Sunday, November 19, 2006

Storytelling in the polder

Digital storytelling has been a subject, which is fascinating me for a long time. The old idea of have a bard telling a story with a head and a tail is a romantic idea in linear storytelling. The digitising has changed the art of storytelling and making it more complex; but storytelling has also become more interesting as there are more options and choices in digital storytelling. It starts of course with a medium (text, movie, audio), a carrier (PC, mobile, TV, video), the design, the opportunities of the software program and the choices in the menu.

One of the formats of digital storytelling is the telling of stories in areas, where the population is dying out. And as I have mentioned before, it has also become format in new cities. As an example I used the new town in the polder, where I am living in. the city of Almere. But recently I discovered that the other city in the same polder, the new town of Lelystad, has a cross media project storytelling project Het verhaal van Lelystad (The Story of Lelystad) for half a year.

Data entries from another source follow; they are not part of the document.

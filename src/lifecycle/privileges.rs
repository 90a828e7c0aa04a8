//! Root-only preparation and the privilege drop.
//!
//! # Responsibilities
//! - Create the data and socket directories with the right owner and mode
//! - Build the command line that re-executes the entrypoint as the service account
//!
//! # Design Decisions
//! - Ownership and modes are delegated to `mkdir`/`chown`/`chmod`
//! - Every step is checked; a root that cannot chown is a broken container

use std::path::Path;

use crate::config::schema::EntrypointSettings;
use crate::tools::{check, CommandRunner, Invocation, ToolError};

/// True when running with effective uid 0.
#[cfg(unix)]
pub fn is_root() -> bool {
    // SAFETY: geteuid has no preconditions and cannot fail.
    unsafe { libc::geteuid() == 0 }
}

#[cfg(not(unix))]
pub fn is_root() -> bool {
    false
}

/// Create and hand over the data and run directories to the service account.
pub async fn prepare_directories<R: CommandRunner>(
    settings: &EntrypointSettings,
    runner: &R,
) -> Result<(), ToolError> {
    for invocation in directory_commands(settings) {
        check(runner, &invocation).await?;
    }
    Ok(())
}

fn directory_commands(settings: &EntrypointSettings) -> Vec<Invocation> {
    let tools = &settings.tools;
    let account = settings.service_account.as_str();
    let data_dir = settings.data_dir.display().to_string();
    let run_dir = settings.run_dir.display().to_string();

    vec![
        Invocation::new(&tools.mkdir).args(["-p", data_dir.as_str()]),
        Invocation::new(&tools.chown).args(["-R", account, data_dir.as_str()]),
        Invocation::new(&tools.chmod).args(["700", data_dir.as_str()]),
        Invocation::new(&tools.mkdir).args(["-p", run_dir.as_str()]),
        Invocation::new(&tools.chown).args(["-R", account, run_dir.as_str()]),
        Invocation::new(&tools.chmod).args(["g+s", run_dir.as_str()]),
    ]
}

/// `gosu <account> <exe> <command…>`
pub fn reexec_command(
    settings: &EntrypointSettings,
    exe: &Path,
    command: Vec<String>,
) -> Vec<String> {
    let mut argv = vec![
        settings.tools.gosu.clone(),
        settings.service_account.clone(),
        exe.display().to_string(),
    ];
    argv.extend(command);
    argv
}
//! Configuration schema definitions.
//!
//! Two families of types live here: the resolved bootstrap configuration
//! ([`ResolvedConfig`] and its parts), built from operator environment
//! variables, and the entrypoint's own runtime settings
//! ([`EntrypointSettings`]), which derive `Deserialize` so they can be read
//! from an optional TOML file.

use std::path::{Path, PathBuf};

use serde::Deserialize;

use crate::config::validation::ConfigError;

/// Built-in superuser account of the engine.
pub const ADMIN_ACCOUNT: &str = "postgres";

/// Default database that always exists and belongs to [`ADMIN_ACCOUNT`].
pub const ADMIN_DATABASE: &str = "postgres";

/// Fully merged bootstrap configuration.
///
/// Built once per invocation by [`crate::config::resolve`] and never mutated.
#[derive(Debug, Clone, PartialEq, Eq, Default)]
pub struct ResolvedConfig {
    /// Extra arguments passed verbatim to the storage initializer.
    pub init_args: Vec<String>,

    /// System-wide settings applied with `ALTER SYSTEM`.
    pub db_settings: Vec<DbSetting>,

    /// Password for [`ADMIN_ACCOUNT`], if one was declared.
    pub root_password: Option<String>,

    /// Non-administrative accounts in declaration order.
    pub users: Vec<UserSpec>,

    /// Databases in declaration order, excluding [`ADMIN_DATABASE`].
    pub databases: Vec<DatabaseSpec>,
}

impl ResolvedConfig {
    /// Accounts that log in without a password, administrative account first.
    pub fn trusted_accounts(&self) -> Vec<&str> {
        let admin = self
            .root_password
            .as_deref()
            .filter(|pw| pw.is_empty())
            .map(|_| ADMIN_ACCOUNT);

        admin
            .into_iter()
            .chain(
                self.users
                    .iter()
                    .filter(|u| u.password.as_deref() == Some(""))
                    .map(|u| u.name.as_str()),
            )
            .collect()
    }
}

/// A database account to create.
#[derive(Debug, Clone, PartialEq, Eq)]
pub struct UserSpec {
    pub name: String,
    /// `None` disables password login; `Some("")` allows passwordless login.
    pub password: Option<String>,
    pub superuser: bool,
}

/// A database to create.
#[derive(Debug, Clone, PartialEq, Eq)]
pub struct DatabaseSpec {
    pub name: String,
    pub owner: Option<String>,
}

/// A persistent system-wide setting.
#[derive(Debug, Clone, PartialEq, Eq)]
pub struct DbSetting {
    pub name: String,
    pub value: String,
}

/// Runtime settings of the entrypoint itself.
#[derive(Debug, Clone, Deserialize)]
#[serde(default)]
pub struct EntrypointSettings {
    /// Data directory of the cluster (`PGDATA`).
    pub data_dir: PathBuf,

    /// Directory holding the server's unix sockets.
    pub run_dir: PathBuf,

    /// Unprivileged account the server runs as.
    pub service_account: String,

    /// Command name that triggers bootstrap before handoff.
    pub server_program: String,

    /// External programs invoked by the entrypoint.
    pub tools: ToolConfig,
}

impl Default for EntrypointSettings {
    fn default() -> Self {
        Self {
            data_dir: PathBuf::new(),
            run_dir: PathBuf::from("/var/run/postgresql"),
            service_account: "postgres".to_string(),
            server_program: "postgres".to_string(),
            tools: ToolConfig::default(),
        }
    }
}

impl EntrypointSettings {
    /// The data directory, or an error when `PGDATA` was never provided.
    pub fn require_data_dir(&self) -> Result<&Path, ConfigError> {
        if self.data_dir.as_os_str().is_empty() {
            return Err(ConfigError::MissingSetting("PGDATA"));
        }
        Ok(&self.data_dir)
    }
}

/// Names (or paths) of the external collaborators.
#[derive(Debug, Clone, Deserialize)]
#[serde(default)]
pub struct ToolConfig {
    pub initdb: String,
    pub pg_ctl: String,
    pub psql: String,
    pub gosu: String,
    pub mkdir: String,
    pub chown: String,
    pub chmod: String,
}

impl Default for ToolConfig {
    fn default() -> Self {
        Self {
            initdb: "initdb".to_string(),
            pg_ctl: "pg_ctl".to_string(),
            psql: "psql".to_string(),
            gosu: "gosu".to_string(),
            mkdir: "mkdir".to_string(),
            chown: "chown".to_string(),
            chmod: "chmod".to_string(),
        }
    }
}

#[cfg(test)]
mod tests {
    use super::*;

    #[test]
    fn test_trusted_accounts_order() {
        let config = ResolvedConfig {
            root_password: Some(String::new()),
            users: vec![
                UserSpec {
                    name: "alice".into(),
                    password: Some("secret".into()),
                    superuser: false,
                },
                UserSpec {
                    name: "bob".into(),
                    password: Some(String::new()),
                    superuser: true,
                },
                UserSpec {
                    name: "carol".into(),
                    password: None,
                    superuser: false,
                },
            ],
            ..Default::default()
        };

        assert_eq!(config.trusted_accounts(), ["postgres", "bob"]);
    }

    #[test]
    fn test_settings_partial_toml() {
        let settings: EntrypointSettings = toml::from_str(
            r#"
            data_dir = "/srv/pg"

            [tools]
            gosu = "su-exec"
            "#,
        )
        .unwrap();

        assert_eq!(settings.data_dir, PathBuf::from("/srv/pg"));
        assert_eq!(settings.tools.gosu, "su-exec");
        assert_eq!(settings.tools.initdb, "initdb");
        assert_eq!(settings.run_dir, PathBuf::from("/var/run/postgresql"));
    }
}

Last Friday the project DVD was presented. The project had been initiated by the municipality and the execution was in the hands of the public library. The objective was to create a social cohesion and record the history of Lelystad, a new town which was founded in 1967 and was incorporated as a municipality in 1980. For more than half a year inhabitants of Lelystad could tell their story, which was recorded in audio and filmed. More than 250 stories were told by men and woman, young and old and Dutch and people from abroad.

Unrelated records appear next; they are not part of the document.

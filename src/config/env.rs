//! Environment lookup with `_FILE` indirection.
//!
//! # Responsibilities
//! - Abstract the process environment behind [`EnvSource`]
//! - Resolve `X` / `X_FILE` pairs into a single trimmed value
//! - Memoize every key for the lifetime of one [`EnvResolver`]
//!
//! # Design Decisions
//! - The cache lives in the resolver, not in a global; build one per run
//! - Only the raw lookup is cached, defaults are applied on read
//! - Errors are not cached: the caller aborts on the first one anyway

use std::collections::HashMap;
use std::path::PathBuf;

use crate::config::validation::ConfigError;

/// Suffix marking a key whose value is the path of a file holding the real value.
pub const FILE_SUFFIX: &str = "_FILE";

/// A read-only view of key/value environment state.
pub trait EnvSource {
    /// Returns the raw value bound to `key`, if any.
    fn var(&self, key: &str) -> Option<String>;
}

/// The real process environment.
#[derive(Debug, Clone, Copy, Default)]
pub struct ProcessEnv;

impl EnvSource for ProcessEnv {
    fn var(&self, key: &str) -> Option<String> {
        std::env::var(key).ok()
    }
}

impl EnvSource for HashMap<String, String> {
    fn var(&self, key: &str) -> Option<String> {
        self.get(key).cloned()
    }
}

impl<S: EnvSource + ?Sized> EnvSource for &S {
    fn var(&self, key: &str) -> Option<String> {
        (**self).var(key)
    }
}

/// Resolution context owning the per-key memoization cache.
pub struct EnvResolver<S> {
    source: S,
    cache: HashMap<String, Option<String>>,
}

impl<S: EnvSource> EnvResolver<S> {
    /// Create a resolver with an empty cache.
    pub fn new(source: S) -> Self {
        Self {
            source,
            cache: HashMap::new(),
        }
    }

    /// Look up `key`, following `key_FILE` when the direct key is unset.
    ///
    /// The first successful lookup of a key is cached; later calls return the
    /// cached value even if the source has changed since.
    pub fn get(&mut self, key: &str) -> Result<Option<String>, ConfigError> {
        if let Some(cached) = self.cache.get(key) {
            return Ok(cached.clone());
        }

        let value = self.lookup(key)?;
        self.cache.insert(key.to_string(), value.clone());
        Ok(value)
    }

    /// Like [`get`](Self::get), falling back to `default` when unset.
    pub fn get_or(&mut self, key: &str, default: &str) -> Result<String, ConfigError> {
        Ok(self.get(key)?.unwrap_or_else(|| default.to_string()))
    }

    /// True if either `key` or `key_FILE` is bound.
    pub fn is_set(&mut self, key: &str) -> Result<bool, ConfigError> {
        Ok(self.get(key)?.is_some())
    }

    /// Number of keys resolved so far.
    pub fn cached_keys(&self) -> usize {
        self.cache.len()
    }

    fn lookup(&self, key: &str) -> Result<Option<String>, ConfigError> {
        let file_key = format!("{key}{FILE_SUFFIX}");
        let direct = self.source.var(key);
        let file = self.source.var(&file_key);

        match (direct, file) {
            (Some(_), Some(_)) => Err(ConfigError::BothSet {
                key: key.to_string(),
                file_key,
            }),
            (Some(value), None) => Ok(Some(value.trim().to_string())),
            (None, Some(path)) => {
                let path = PathBuf::from(path);
                let contents = std::fs::read_to_string(&path).map_err(|source| {
                    ConfigError::ReadFile {
                        key: file_key.clone(),
                        path: path.clone(),
                        source,
                    }
                })?;
                tracing::debug!(key, path = %path.display(), "Value read from file");
                Ok(Some(contents.trim().to_string()))
            }
            (None, None) => Ok(None),
        }
    }
}
//! Host-based access control rules (`pg_hba.conf`).
//!
//! # Responsibilities
//! - Render one `trust` rule per passwordless account
//! - Always finish with a catch-all `md5` rule
//! - Surface the security trade-off with a loud warning
//!
//! # Design Decisions
//! - Rules are appended, the file written by `initdb` is kept as-is
//! - Trust rules come before the catch-all, first match wins in pg_hba

use std::io;
use std::path::Path;

use tokio::fs::OpenOptions;
use tokio::io::AsyncWriteExt;

/// Name of the access control file inside the data directory.
pub const HBA_FILE: &str = "pg_hba.conf";

/// Printed to stderr when at least one trust rule was written.
pub const TRUST_WARNING: &str = "
****************************************************
WARNING: No password has been set for the database.
         This will allow anyone with access to the
         Postgres port to access your database. In
         Docker's default configuration, this is
         effectively any other container on the same
         system.

         Use \"-e POSTGRES_PASSWORD=password\" to set
         it in \"docker run\".
****************************************************
";

/// Render the rules to append for the given passwordless accounts.
pub fn render_rules(trusted: &[&str]) -> String {
    let mut rules: String = trusted
        .iter()
        .map(|name| format!("host all {} all trust\n", hba_name(name)))
        .collect();
    rules.push_str("host all all all md5\n");
    rules
}

/// Append rules to `<data_dir>/pg_hba.conf`; returns whether any trust rule
/// was written.
pub async fn append_rules(data_dir: &Path, trusted: &[&str]) -> io::Result<bool> {
    let mut file = OpenOptions::new()
        .create(true)
        .append(true)
        .open(data_dir.join(HBA_FILE))
        .await?;

    file.write_all(render_rules(trusted).as_bytes()).await?;
    file.flush().await?;

    for name in trusted {
        tracing::warn!(user = %name, "Trust authentication enabled");
    }
    Ok(!trusted.is_empty())
}

pub fn print_trust_warning() {
    eprintln!("{}", TRUST_WARNING);
}

// pg_hba.conf needs quotes around names with separators or keywords.
fn hba_name(name: &str) -> String {
    let plain = name
        .chars()
        .all(|c| c.is_ascii_alphanumeric() || c == '_' || c == '-' || c == '.');
    let keyword = matches!(name, "all" | "sameuser" | "samerole" | "samegroup");
    if plain && !keyword {
        name.to_string()
    } else {
        format!("\"{}\"", name)
    }
}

The stories are basically concerned with travelling. For after the polder pioneer generation people came from all over The Netherlands, but also from former Dutch colonies such as Surinam and from elsewhere in the world. The stories are about the city itself, but people tell also how they came to Lelystad. It is funny that inhabitants of a new town always have to defend their choice of the city; when someone moves to Amsterdam no one asks why.

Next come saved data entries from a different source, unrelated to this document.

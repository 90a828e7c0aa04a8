//! The bootstrap state machine.

use std::path::Path;

use crate::bootstrap::{
    hba, is_initialized, sql, BootstrapError, BootstrapOutcome, BootstrapState,
};
use crate::config::env::{EnvResolver, EnvSource};
use crate::config::schema::{EntrypointSettings, ResolvedConfig, ADMIN_ACCOUNT, ADMIN_DATABASE};
use crate::config::{engine_env, resolve};
use crate::tools::{check, CommandRunner, Invocation};

/// Drives the external engine through the one-time setup sequence.
pub struct BootstrapExecutor<'a, R> {
    settings: &'a EntrypointSettings,
    runner: &'a R,
    state: BootstrapState,
}

impl<'a, R: CommandRunner> BootstrapExecutor<'a, R> {
    pub fn new(settings: &'a EntrypointSettings, runner: &'a R) -> Self {
        Self {
            settings,
            runner,
            state: BootstrapState::NotBootstrapped,
        }
    }

    pub fn state(&self) -> BootstrapState {
        self.state
    }

    /// Run the sequence unless the data directory is already initialized.
    ///
    /// Configuration is resolved from `env` only when the sequence runs.
    pub async fn run<S: EnvSource>(
        &mut self,
        env: &mut EnvResolver<S>,
    ) -> Result<BootstrapOutcome, BootstrapError> {
        let data_dir = self.settings.require_data_dir()?.to_path_buf();

        if is_initialized(&data_dir) {
            tracing::info!(
                data_dir = %data_dir.display(),
                "database already created, skipping setup"
            );
            self.state = BootstrapState::Bootstrapped;
            return Ok(BootstrapOutcome::Skipped);
        }

        self.prepare_data_dir(&data_dir).await?;
        let config = resolve(env)?;
        let tool_env = engine_env(self.settings, env)?;

        self.transition(BootstrapState::Initializing);
        self.initialize(&config, &tool_env).await?;
        let trusted = config.trusted_accounts();
        let trust_enabled = hba::append_rules(&data_dir, &trusted)
            .await
            .map_err(|source| BootstrapError::Io {
                context: format!("cannot update {}", data_dir.join(hba::HBA_FILE).display()),
                source,
            })?;
        if trust_enabled {
            hba::print_trust_warning();
        }

        self.transition(BootstrapState::ServerWarmingUp);
        self.start_server(&data_dir, &tool_env).await?;

        self.transition(BootstrapState::Configuring);
        self.configure(&config, &tool_env).await?;

        self.transition(BootstrapState::ServerCoolingDown);
        self.stop_server(&data_dir, &tool_env).await?;

        self.transition(BootstrapState::Bootstrapped);
        tracing::info!("PostgreSQL init process complete; ready for start up.");

        Ok(BootstrapOutcome::Completed { trust_enabled })
    }

    fn transition(&mut self, next: BootstrapState) {
        tracing::debug!(from = ?self.state, to = ?next, "Bootstrap state change");
        self.state = next;
    }

    async fn prepare_data_dir(&self, data_dir: &Path) -> Result<(), BootstrapError> {
        tokio::fs::create_dir_all(data_dir)
            .await
            .map_err(|source| BootstrapError::Io {
                context: format!("cannot create {}", data_dir.display()),
                source,
            })?;

        // Not running as root here, so ownership changes may be refused.
        let dir = data_dir.display().to_string();
        let tools = &self.settings.tools;
        let fixups = [
            Invocation::new(&tools.chown).args([
                "-R",
                self.settings.service_account.as_str(),
                dir.as_str(),
            ]),
            Invocation::new(&tools.chmod).args(["700", dir.as_str()]),
        ];
        for invocation in &fixups {
            if let Err(e) = check(self.runner, invocation).await {
                tracing::debug!(error = %e, "Ignoring permission fixup failure");
            }
        }
        Ok(())
    }

    async fn initialize(
        &self,
        config: &ResolvedConfig,
        tool_env: &[(String, String)],
    ) -> Result<(), BootstrapError> {
        let invocation = Invocation::new(&self.settings.tools.initdb)
            .arg(format!("--username={}", ADMIN_ACCOUNT))
            .args(config.init_args.iter().cloned())
            .envs(tool_env);
        check(self.runner, &invocation).await?;
        Ok(())
    }

    async fn start_server(
        &self,
        data_dir: &Path,
        tool_env: &[(String, String)],
    ) -> Result<(), BootstrapError> {
        let invocation = Invocation::new(&self.settings.tools.pg_ctl)
            .arg("-D")
            .arg(data_dir.display().to_string())
            .args(["-o", "-c listen_addresses='localhost'", "-w", "start"])
            .envs(tool_env);
        check(self.runner, &invocation).await?;
        Ok(())
    }

    async fn configure(
        &self,
        config: &ResolvedConfig,
        tool_env: &[(String, String)],
    ) -> Result<(), BootstrapError> {
        if let Some(password) = config.root_password.as_deref().filter(|pw| !pw.is_empty()) {
            tracing::info!(user = ADMIN_ACCOUNT, "Setting administrative password");
            self.psql(None, &sql::alter_admin_password(password), tool_env)
                .await?;
        }

        for user in &config.users {
            tracing::info!(user = %user.name, superuser = user.superuser, "Creating user");
            self.psql(None, &sql::create_user(user), tool_env).await?;
        }

        self.psql(Some(ADMIN_DATABASE), sql::REVOKE_PUBLIC_SCHEMA, tool_env)
            .await?;

        for database in &config.databases {
            tracing::info!(database = %database.name, owner = ?database.owner, "Creating database");
            self.psql(None, &sql::create_database(database), tool_env)
                .await?;
            self.psql(Some(&database.name), sql::REVOKE_PUBLIC_SCHEMA, tool_env)
                .await?;
            if let Some(owner) = &database.owner {
                self.psql(Some(&database.name), &sql::grant_public_schema(owner), tool_env)
                    .await?;
            }
        }

        for setting in &config.db_settings {
            tracing::info!(name = %setting.name, "Applying system setting");
            self.psql(None, &sql::alter_system(setting), tool_env)
                .await?;
        }

        Ok(())
    }

    async fn stop_server(
        &self,
        data_dir: &Path,
        tool_env: &[(String, String)],
    ) -> Result<(), BootstrapError> {
        let invocation = Invocation::new(&self.settings.tools.pg_ctl)
            .arg("-D")
            .arg(data_dir.display().to_string())
            .args(["-m", "fast", "-w", "stop"])
            .envs(tool_env);
        check(self.runner, &invocation).await?;
        Ok(())
    }

    async fn psql(
        &self,
        database: Option<&str>,
        statement: &str,
        tool_env: &[(String, String)],
    ) -> Result<(), BootstrapError> {
        let mut invocation = Invocation::new(&self.settings.tools.psql)
            .args(["-v", "ON_ERROR_STOP=1", "--username", ADMIN_ACCOUNT]);
        if let Some(database) = database {
            invocation = invocation.arg("--dbname").arg(database);
        }
        let invocation = invocation.envs(tool_env).stdin(statement);
        check(self.runner, &invocation).await?;
        Ok(())
    }
}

A special tour of the city quarters was set up with meetings where people could tell their story. There was a close co-operation with social organisations, schools, churches, mosques. Also a special canteen caravan of the type, which polder workers had used, served as a small intimate studio for people to tell their stories. And there were many a living room session. The project had trained storytellers and professionals; the local movie club Flevo Lacus filmed the sessions.

From the beginning it was clear that it should be a cross media project. Now there are a website and a DVD with a selection of recorded stories on film. A book is in production.